De Zijdespin van Madagascar.
Het is reeds sedert langen tijd bekend, dat de Franschen in Madagascar op het weefsel eener groote spin, die de inboorlingen Halabe noemen, opmerkzaam zijn geworden, en met de aanwending ervan inplaats van gewone zijde, verrassende resultaten verkregen hebben. Tot nu toe heeft men er in Europa nog niet veel van te zien gekregen, maar op de Parijsche tentoonstelling was een compleet stel bedgordijnen geëxposeerd, die in Madagascar uit de draden van deze spin geweven waren. Ook het weven zelf was op de tentoonstelling te zien, in het paviljoen van Madagascar, daar het vereischte aantal zijdespinnen (Nephila Madagascarensis) naar Parijs was overgebracht.
De inwoners van Madagascar oefenden zich reeds langen tijd in deze weverij, maar met slechts gering succes, totdat een Fransche missionaris, pater Camboué, er verbetering in bracht.
Van toen af aan werden de jonge meisjes uit Tananarivo in de industrieschool (die generaal Galliéni in het vroegere paleis der koningin en de nevengebouwen had laten inrichten) er in onderwezen.
De zijdespinnen treft men alleen aan op plaatsen waar zij rijkelijk voedsel vinden, want is dit niet het geval, dan eten ze elkaar op.
In den koninklijken tuin in en om Tananarivo zijn zij zeer talrijk, en van daar brengen de vrouwen ze in mandjes van licht vlechtwerk naar de industrieschool over.
Om de spinnen onder dak te brengen heeft men houten ramen gemaakt, die ieder in dertig vakken of cellen verdeeld zijn.

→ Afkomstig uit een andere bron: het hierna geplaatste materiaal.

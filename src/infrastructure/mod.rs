//! Infrastructure layer module
//!
//! This module contains all infrastructure adapters and external integrations:
//! - HTTP transport to the authentication backend (reqwest)
//! - Key-value token storage (SQLite with sqlx, in-memory)
//! - Configuration management
//! - Logging infrastructure
//!
//! Infrastructure implementations satisfy the port traits defined in the domain layer.

pub mod config;
pub mod http;
pub mod logging;
pub mod setup;
pub mod storage;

Van de cellen worden er altijd 12 of 24 tegelijk met spinnen bezet, naar gelang men een fijneren of groveren draad wil verkrijgen, en de spin wordt zoo geplaatst dat haar spinkliertje naar de buitenzijde in de vrije lucht gekeerd is. Natuurlijk moet hierbij groote voorzichtigheid in acht genomen worden, om de diertjes niet te beschadigen; maar de meisjes, die dit werk verrichten, hebben fijne vingers en zachte handen, iets wat beslist noodig is.
Zulk een met spinnen bezet raam plaatst men op een voetstuk aan één der zijden van een haspeltoestel. Hierna raken de meisjes voortdurend met de punt harer vingers het spinkliertje der beestjes aan, en wekken ze door een lichten druk op, hare draden uit te zenden. Tegelijktijdig worden nu de 12 of 24 draden naar een hekje, dat zich midden op het toestel bevindt, geleid, en daar tot één bundel vereenigd. Deze wordt steeds verder getrokken en komt door een opening in een op het tegenovergestelde eind van het toestel geplaatste plank, op een daarachter aangebrachte en inmiddels door een tredrad in draaiende beweging gebrachte spoel, die de draden oprolt.

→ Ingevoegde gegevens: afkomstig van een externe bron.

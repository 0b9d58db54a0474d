//! Command-line interface
//!
//! clap command structures, command implementations and output helpers.

pub mod commands;
pub mod output;
pub mod progress;
pub mod types;

pub use types::{Cli, Commands};

/// Report a command failure and exit with status 1
pub fn handle_error(err: anyhow::Error, json_mode: bool) -> ! {
    if json_mode {
        let body = serde_json::json!({
            "success": false,
            "error": format!("{err:#}"),
        });
        println!(
            "{}",
            serde_json::to_string_pretty(&body).unwrap_or_default()
        );
    } else {
        eprintln!("{} {err:#}", console::style("Error:").red().bold());
    }
    std::process::exit(1);
}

Bij dit oprollen worden de enkele draden door een vernuftig uitgedacht toestel tegelijk in elkaar gedraaid, zoodat zich één draad van de gewenschte dikte vormt.
De zijdespinnen laten zich op deze wijze geheel ‘uitpompen’, en wanneer ze geheel ‘leeg’ zijn, worden zij door nieuwen vervangen.
De ‘leege’ spinnen worden tot haar herstel in een zoogenaamd ‘park’ gebracht, en daar op een netwerk gezet, dat door in den grond gestoken en door touwen verbonden bamboesstaven gevormd wordt.
Na verloop van eenige dagen kunnen zij dan weer aangewend worden, en dit kan wel vier- of vijfmaal in de maand herhaald worden.
De draden zijn vijfmaal lichter dan die van gewone zijde, bizonder elastisch en bezitten een groote mate van weerstandsvermogen, zoodat zij ook in dit opzicht de gewone zijde verre overtreffen en zich zeer gemakkelijk laten weven.
De daaruit vervaardigde weefsels hebben een bizonder mooie, goudachtige kleur, maar tot nu toe heeft men ze niet durven wasschen, uit vrees dat er veel van hun goudglans verloren zou gaan.